(Exercise description)
Could you print every record below exactly as written?

*** Opening Data for the task ***

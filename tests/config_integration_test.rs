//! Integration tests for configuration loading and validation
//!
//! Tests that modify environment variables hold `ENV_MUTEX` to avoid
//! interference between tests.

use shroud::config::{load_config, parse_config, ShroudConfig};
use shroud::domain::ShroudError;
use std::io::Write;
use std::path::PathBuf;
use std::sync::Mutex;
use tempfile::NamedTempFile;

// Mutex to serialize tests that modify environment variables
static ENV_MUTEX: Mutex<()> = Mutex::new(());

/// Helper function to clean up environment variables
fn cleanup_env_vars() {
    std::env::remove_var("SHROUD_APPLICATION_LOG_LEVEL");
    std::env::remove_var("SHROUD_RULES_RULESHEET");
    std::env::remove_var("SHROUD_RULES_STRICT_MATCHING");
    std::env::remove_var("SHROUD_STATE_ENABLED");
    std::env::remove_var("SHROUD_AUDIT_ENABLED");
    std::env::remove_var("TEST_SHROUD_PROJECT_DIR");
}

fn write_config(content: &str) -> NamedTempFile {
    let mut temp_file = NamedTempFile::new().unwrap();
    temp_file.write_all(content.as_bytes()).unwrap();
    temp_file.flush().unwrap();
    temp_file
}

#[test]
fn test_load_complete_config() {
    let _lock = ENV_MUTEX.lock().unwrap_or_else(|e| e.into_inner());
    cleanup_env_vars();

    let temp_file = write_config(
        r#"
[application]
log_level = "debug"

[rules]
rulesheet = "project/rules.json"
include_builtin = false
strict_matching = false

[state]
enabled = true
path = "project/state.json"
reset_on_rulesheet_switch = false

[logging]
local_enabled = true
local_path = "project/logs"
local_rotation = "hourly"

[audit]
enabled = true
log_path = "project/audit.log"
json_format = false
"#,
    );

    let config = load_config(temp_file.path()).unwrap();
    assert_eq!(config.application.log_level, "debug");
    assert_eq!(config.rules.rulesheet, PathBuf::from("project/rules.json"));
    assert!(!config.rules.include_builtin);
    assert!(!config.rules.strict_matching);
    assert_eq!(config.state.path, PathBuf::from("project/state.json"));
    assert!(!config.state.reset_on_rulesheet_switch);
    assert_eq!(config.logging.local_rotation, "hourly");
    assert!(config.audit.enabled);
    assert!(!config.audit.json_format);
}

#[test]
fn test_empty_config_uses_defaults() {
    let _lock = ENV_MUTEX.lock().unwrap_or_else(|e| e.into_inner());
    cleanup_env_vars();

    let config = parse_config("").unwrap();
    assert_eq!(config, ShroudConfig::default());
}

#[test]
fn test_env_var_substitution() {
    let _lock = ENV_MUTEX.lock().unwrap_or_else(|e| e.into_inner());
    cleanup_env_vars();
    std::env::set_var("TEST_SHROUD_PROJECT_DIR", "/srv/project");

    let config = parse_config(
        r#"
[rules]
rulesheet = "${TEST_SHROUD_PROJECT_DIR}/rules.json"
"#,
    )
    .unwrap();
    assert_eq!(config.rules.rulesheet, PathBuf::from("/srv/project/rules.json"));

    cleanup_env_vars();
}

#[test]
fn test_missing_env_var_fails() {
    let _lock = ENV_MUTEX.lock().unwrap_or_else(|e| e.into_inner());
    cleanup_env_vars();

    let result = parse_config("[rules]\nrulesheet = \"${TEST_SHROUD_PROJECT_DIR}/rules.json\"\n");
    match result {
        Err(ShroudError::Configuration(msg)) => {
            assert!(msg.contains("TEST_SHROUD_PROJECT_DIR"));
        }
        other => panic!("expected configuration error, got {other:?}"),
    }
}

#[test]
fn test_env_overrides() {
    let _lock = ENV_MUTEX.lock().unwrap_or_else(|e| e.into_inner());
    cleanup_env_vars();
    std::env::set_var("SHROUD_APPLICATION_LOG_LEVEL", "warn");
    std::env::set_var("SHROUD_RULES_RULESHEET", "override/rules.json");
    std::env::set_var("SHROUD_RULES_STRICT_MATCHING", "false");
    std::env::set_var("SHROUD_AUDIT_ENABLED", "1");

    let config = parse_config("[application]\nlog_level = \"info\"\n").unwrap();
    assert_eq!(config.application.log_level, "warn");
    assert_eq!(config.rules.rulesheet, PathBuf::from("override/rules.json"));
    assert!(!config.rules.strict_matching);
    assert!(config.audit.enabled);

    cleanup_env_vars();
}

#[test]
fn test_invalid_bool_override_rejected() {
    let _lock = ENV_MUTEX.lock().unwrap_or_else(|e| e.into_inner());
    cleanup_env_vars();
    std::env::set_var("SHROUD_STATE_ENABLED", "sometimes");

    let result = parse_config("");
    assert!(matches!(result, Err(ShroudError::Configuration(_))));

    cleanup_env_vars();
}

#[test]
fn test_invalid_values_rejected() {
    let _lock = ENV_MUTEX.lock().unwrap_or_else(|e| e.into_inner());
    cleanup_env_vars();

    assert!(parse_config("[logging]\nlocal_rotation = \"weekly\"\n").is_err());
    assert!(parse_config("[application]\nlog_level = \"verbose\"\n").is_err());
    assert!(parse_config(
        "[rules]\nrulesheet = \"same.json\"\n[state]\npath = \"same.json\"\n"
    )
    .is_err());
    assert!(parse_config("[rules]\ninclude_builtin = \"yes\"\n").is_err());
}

*** Closing Data for the task ***

(Finished task)
filename tests/config_integration_test.rs
//! Integration tests for configuration loading and validation
//!
//! Tests that modify environment variables hold `ENV_MUTEX` to avoid
//! interference between tests.

use shroud::config::{load_config, parse_config, ShroudConfig};
use shroud::domain::ShroudError;
use std::io::Write;
use std::path::PathBuf;
use std::sync::Mutex;
use tempfile::NamedTempFile;

// Mutex to serialize tests that modify environment variables
static ENV_MUTEX: Mutex<()> = Mutex::new(());

/// Helper function to clean up environment variables
fn cleanup_env_vars() {
    std::env::remove_var("SHROUD_APPLICATION_LOG_LEVEL");
    std::env::remove_var("SHROUD_RULES_RULESHEET");
    std::env::remove_var("SHROUD_RULES_STRICT_MATCHING");
    std::env::remove_var("SHROUD_STATE_ENABLED");
    std::env::remove_var("SHROUD_AUDIT_ENABLED");
    std::env::remove_var("TEST_SHROUD_PROJECT_DIR");
}

fn write_config(content: &str) -> NamedTempFile {
    let mut temp_file = NamedTempFile::new().unwrap();
    temp_file.write_all(content.as_bytes()).unwrap();
    temp_file.flush().unwrap();
    temp_file
}

#[test]
fn test_load_complete_config() {
    let _lock = ENV_MUTEX.lock().unwrap_or_else(|e| e.into_inner());
    cleanup_env_vars();

    let temp_file = write_config(
        r#"
[application]
log_level = "debug"

[rules]
rulesheet = "project/rules.json"
include_builtin = false
strict_matching = false

[state]
enabled = true
path = "project/state.json"
reset_on_rulesheet_switch = false

[logging]
local_enabled = true
local_path = "project/logs"
local_rotation = "hourly"

[audit]
enabled = true
log_path = "project/audit.log"
json_format = false
"#,
    );

    let config = load_config(temp_file.path()).unwrap();
    assert_eq!(config.application.log_level, "debug");
    assert_eq!(config.rules.rulesheet, PathBuf::from("project/rules.json"));
    assert!(!config.rules.include_builtin);
    assert!(!config.rules.strict_matching);
    assert_eq!(config.state.path, PathBuf::from("project/state.json"));
    assert!(!config.state.reset_on_rulesheet_switch);
    assert_eq!(config.logging.local_rotation, "hourly");
    assert!(config.audit.enabled);
    assert!(!config.audit.json_format);
}

#[test]
fn test_empty_config_uses_defaults() {
    let _lock = ENV_MUTEX.lock().unwrap_or_else(|e| e.into_inner());
    cleanup_env_vars();

    let config = parse_config("").unwrap();
    assert_eq!(config, ShroudConfig::default());
}

#[test]
fn test_env_var_substitution() {
    let _lock = ENV_MUTEX.lock().unwrap_or_else(|e| e.into_inner());
    cleanup_env_vars();
    std::env::set_var("TEST_SHROUD_PROJECT_DIR", "/srv/project");

    let config = parse_config(
        r#"
[rules]
rulesheet = "${TEST_SHROUD_PROJECT_DIR}/rules.json"
"#,
    )
    .unwrap();
    assert_eq!(config.rules.rulesheet, PathBuf::from("/srv/project/rules.json"));

    cleanup_env_vars();
}

#[test]
fn test_missing_env_var_fails() {
    let _lock = ENV_MUTEX.lock().unwrap_or_else(|e| e.into_inner());
    cleanup_env_vars();

    let result = parse_config("[rules]\nrulesheet = \"${TEST_SHROUD_PROJECT_DIR}/rules.json\"\n");
    match result {
        Err(ShroudError::Configuration(msg)) => {
            assert!(msg.contains("TEST_SHROUD_PROJECT_DIR"));
        }
        other => panic!("expected configuration error, got {other:?}"),
    }
}

#[test]
fn test_env_overrides() {
    let _lock = ENV_MUTEX.lock().unwrap_or_else(|e| e.into_inner());
    cleanup_env_vars();
    std::env::set_var("SHROUD_APPLICATION_LOG_LEVEL", "warn");
    std::env::set_var("SHROUD_RULES_RULESHEET", "override/rules.json");
    std::env::set_var("SHROUD_RULES_STRICT_MATCHING", "false");
    std::env::set_var("SHROUD_AUDIT_ENABLED", "1");

    let config = parse_config("[application]\nlog_level = \"info\"\n").unwrap();
    assert_eq!(config.application.log_level, "warn");
    assert_eq!(config.rules.rulesheet, PathBuf::from("override/rules.json"));
    assert!(!config.rules.strict_matching);
    assert!(config.audit.enabled);

    cleanup_env_vars();
}

#[test]
fn test_invalid_bool_override_rejected() {
    let _lock = ENV_MUTEX.lock().unwrap_or_else(|e| e.into_inner());
    cleanup_env_vars();
    std::env::set_var("SHROUD_STATE_ENABLED", "sometimes");

    let result = parse_config("");
    assert!(matches!(result, Err(ShroudError::Configuration(_))));

    cleanup_env_vars();
}

#[test]
fn test_invalid_values_rejected() {
    let _lock = ENV_MUTEX.lock().unwrap_or_else(|e| e.into_inner());
    cleanup_env_vars();

    assert!(parse_config("[logging]\nlocal_rotation = \"weekly\"\n").is_err());
    assert!(parse_config("[application]\nlog_level = \"verbose\"\n").is_err());
    assert!(parse_config(
        "[rules]\nrulesheet = \"same.json\"\n[state]\npath = \"same.json\"\n"
    )
    .is_err());
    assert!(parse_config("[rules]\ninclude_builtin = \"yes\"\n").is_err());
}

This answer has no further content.